**TASK STATEMENT:** Single out the lines of the material that contain "content" and copy them.

**EXCERPTED RECORDS:**
▼
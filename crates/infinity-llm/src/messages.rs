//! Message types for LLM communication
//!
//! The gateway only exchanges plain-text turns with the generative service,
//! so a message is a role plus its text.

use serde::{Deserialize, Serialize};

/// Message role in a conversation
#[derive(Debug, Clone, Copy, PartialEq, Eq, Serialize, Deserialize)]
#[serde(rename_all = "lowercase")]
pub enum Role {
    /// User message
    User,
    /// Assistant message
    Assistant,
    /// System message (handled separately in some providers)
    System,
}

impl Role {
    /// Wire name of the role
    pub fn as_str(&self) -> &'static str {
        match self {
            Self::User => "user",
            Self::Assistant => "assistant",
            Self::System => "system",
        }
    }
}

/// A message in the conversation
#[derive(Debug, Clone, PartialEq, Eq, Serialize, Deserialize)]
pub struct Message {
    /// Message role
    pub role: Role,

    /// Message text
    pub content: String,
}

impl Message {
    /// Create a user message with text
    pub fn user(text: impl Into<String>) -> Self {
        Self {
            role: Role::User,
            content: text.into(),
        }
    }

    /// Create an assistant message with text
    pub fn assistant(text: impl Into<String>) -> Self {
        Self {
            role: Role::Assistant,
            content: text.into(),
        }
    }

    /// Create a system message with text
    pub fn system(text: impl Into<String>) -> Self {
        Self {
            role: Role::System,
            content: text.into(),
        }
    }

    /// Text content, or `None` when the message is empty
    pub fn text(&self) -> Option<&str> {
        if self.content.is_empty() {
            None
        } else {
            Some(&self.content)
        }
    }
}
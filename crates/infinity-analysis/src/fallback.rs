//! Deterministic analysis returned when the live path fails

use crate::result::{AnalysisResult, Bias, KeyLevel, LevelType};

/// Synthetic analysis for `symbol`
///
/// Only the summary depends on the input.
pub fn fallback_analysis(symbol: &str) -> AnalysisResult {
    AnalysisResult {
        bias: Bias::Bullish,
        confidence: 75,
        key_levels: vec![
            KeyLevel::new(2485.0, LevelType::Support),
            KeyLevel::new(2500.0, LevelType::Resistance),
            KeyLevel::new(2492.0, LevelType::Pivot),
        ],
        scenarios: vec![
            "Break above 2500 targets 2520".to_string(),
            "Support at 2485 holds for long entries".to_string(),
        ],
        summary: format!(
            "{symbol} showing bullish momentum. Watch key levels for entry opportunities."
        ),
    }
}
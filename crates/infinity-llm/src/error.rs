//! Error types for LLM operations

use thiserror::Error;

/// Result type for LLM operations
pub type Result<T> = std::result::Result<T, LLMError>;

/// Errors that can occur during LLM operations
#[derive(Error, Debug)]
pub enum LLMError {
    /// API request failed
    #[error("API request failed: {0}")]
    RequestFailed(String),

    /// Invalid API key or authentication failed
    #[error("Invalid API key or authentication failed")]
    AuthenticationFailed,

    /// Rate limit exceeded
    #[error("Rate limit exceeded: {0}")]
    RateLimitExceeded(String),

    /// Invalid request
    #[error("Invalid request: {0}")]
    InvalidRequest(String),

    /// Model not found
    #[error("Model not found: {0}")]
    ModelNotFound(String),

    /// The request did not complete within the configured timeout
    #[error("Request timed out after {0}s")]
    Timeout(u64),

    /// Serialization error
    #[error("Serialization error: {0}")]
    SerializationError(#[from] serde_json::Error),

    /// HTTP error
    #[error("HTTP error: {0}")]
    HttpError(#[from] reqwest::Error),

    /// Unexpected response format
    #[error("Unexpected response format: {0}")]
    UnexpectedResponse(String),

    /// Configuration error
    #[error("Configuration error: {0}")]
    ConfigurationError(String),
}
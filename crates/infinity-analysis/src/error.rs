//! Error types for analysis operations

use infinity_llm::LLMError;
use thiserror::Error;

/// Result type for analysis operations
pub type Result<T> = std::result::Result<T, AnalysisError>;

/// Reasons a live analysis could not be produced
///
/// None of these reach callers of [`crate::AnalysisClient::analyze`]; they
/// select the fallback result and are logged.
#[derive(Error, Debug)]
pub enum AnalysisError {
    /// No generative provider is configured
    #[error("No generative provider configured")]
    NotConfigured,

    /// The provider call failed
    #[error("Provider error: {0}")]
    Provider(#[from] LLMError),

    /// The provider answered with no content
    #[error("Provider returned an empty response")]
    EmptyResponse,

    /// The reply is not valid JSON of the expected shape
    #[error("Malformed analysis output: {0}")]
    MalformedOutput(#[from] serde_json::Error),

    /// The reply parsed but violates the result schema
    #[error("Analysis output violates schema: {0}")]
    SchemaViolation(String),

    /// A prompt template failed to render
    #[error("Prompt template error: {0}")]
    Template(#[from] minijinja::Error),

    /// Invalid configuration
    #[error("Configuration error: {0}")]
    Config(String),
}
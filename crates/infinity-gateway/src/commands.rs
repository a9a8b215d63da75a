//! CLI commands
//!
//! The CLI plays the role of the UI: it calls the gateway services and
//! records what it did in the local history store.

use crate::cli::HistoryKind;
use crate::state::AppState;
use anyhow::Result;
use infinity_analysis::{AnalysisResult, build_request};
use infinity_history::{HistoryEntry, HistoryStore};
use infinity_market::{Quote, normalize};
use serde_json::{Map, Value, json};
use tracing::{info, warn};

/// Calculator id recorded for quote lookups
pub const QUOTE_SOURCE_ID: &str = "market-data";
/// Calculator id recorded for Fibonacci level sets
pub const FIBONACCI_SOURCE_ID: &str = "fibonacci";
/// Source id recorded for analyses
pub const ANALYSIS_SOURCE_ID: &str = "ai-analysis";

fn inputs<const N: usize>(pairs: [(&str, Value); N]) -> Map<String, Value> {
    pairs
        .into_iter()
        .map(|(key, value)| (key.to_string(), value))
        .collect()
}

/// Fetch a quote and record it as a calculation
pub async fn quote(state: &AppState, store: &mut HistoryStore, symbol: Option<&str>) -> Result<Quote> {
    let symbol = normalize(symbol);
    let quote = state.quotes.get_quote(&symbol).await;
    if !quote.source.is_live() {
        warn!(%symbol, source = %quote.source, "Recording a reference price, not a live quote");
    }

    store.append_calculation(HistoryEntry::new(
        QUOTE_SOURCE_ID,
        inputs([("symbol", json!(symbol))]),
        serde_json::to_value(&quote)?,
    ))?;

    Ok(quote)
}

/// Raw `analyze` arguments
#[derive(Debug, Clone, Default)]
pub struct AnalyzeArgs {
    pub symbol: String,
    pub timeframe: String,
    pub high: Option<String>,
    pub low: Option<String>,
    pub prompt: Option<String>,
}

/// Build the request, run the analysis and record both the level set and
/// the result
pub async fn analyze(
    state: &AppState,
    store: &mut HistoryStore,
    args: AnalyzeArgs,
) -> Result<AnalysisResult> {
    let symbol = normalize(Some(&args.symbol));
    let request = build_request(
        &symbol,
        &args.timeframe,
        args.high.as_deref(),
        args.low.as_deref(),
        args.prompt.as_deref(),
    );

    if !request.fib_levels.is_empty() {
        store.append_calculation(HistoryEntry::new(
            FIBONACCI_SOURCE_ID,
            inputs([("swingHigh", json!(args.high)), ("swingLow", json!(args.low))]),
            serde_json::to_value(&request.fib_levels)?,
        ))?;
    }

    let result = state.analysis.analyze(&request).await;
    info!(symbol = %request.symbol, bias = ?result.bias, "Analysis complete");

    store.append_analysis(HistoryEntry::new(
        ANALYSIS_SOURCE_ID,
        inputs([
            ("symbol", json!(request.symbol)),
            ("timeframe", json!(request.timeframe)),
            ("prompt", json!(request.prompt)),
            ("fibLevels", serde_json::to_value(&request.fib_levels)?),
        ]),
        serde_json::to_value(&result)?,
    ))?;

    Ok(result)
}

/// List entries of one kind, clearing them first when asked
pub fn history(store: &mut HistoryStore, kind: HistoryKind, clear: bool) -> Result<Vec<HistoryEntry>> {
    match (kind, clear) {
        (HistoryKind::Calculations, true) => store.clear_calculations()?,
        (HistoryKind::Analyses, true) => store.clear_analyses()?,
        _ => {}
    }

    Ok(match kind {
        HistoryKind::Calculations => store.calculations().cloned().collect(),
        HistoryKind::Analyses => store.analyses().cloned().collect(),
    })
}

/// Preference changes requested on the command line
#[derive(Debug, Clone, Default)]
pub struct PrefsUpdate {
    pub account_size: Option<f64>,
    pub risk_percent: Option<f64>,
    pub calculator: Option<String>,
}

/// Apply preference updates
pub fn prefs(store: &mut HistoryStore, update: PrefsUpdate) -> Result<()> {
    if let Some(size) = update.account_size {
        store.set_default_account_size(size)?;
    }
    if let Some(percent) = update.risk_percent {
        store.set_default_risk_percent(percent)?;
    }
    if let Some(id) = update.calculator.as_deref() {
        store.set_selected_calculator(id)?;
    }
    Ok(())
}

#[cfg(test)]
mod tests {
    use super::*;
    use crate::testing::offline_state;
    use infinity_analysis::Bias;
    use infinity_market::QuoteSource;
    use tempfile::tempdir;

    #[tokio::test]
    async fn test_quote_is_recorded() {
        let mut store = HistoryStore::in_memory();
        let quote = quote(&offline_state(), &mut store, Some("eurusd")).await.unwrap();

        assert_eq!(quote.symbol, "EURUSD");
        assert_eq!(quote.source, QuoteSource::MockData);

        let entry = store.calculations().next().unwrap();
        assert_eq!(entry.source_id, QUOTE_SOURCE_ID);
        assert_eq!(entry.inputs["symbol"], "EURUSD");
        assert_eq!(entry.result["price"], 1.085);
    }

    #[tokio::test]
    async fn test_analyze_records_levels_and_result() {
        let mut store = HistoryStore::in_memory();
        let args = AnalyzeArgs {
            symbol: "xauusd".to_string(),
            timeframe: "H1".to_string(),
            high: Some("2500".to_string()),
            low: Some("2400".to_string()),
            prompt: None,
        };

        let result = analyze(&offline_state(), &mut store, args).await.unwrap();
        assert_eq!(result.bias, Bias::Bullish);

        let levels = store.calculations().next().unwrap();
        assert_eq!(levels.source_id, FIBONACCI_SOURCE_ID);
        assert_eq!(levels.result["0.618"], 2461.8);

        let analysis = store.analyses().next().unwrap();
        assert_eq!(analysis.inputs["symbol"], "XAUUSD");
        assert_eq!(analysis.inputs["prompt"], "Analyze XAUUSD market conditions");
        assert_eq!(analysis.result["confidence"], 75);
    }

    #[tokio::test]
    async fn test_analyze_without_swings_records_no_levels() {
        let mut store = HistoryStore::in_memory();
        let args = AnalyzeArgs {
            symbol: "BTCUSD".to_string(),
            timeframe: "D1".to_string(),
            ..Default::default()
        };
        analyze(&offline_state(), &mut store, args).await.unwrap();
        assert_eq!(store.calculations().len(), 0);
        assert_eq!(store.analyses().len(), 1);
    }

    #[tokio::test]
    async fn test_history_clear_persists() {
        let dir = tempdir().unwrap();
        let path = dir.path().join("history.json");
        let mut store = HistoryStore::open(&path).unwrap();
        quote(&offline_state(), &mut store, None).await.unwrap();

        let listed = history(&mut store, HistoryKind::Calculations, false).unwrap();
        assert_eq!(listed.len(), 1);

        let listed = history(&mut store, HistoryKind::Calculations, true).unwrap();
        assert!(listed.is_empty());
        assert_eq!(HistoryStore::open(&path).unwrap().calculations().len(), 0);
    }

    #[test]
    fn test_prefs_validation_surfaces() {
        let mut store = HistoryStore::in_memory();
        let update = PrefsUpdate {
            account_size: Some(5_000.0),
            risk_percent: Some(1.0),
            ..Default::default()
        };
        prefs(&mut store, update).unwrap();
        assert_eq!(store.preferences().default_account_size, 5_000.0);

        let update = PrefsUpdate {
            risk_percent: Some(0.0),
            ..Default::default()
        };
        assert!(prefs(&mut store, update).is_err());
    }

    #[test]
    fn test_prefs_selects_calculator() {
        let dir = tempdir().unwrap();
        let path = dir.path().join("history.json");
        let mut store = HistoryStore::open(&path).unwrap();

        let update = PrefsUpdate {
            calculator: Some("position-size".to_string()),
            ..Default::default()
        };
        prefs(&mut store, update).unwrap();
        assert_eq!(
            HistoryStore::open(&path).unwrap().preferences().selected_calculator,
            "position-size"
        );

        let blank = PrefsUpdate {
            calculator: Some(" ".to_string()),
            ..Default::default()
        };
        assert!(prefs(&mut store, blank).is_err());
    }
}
▲
**SOLVED EXERCISE:**
    pub content: String,
            content: text.into(),
            content: text.into(),
            content: text.into(),
    /// Text content, or `None` when the message is empty
        if self.content.is_empty() {
            Some(&self.content)
    /// The provider answered with no content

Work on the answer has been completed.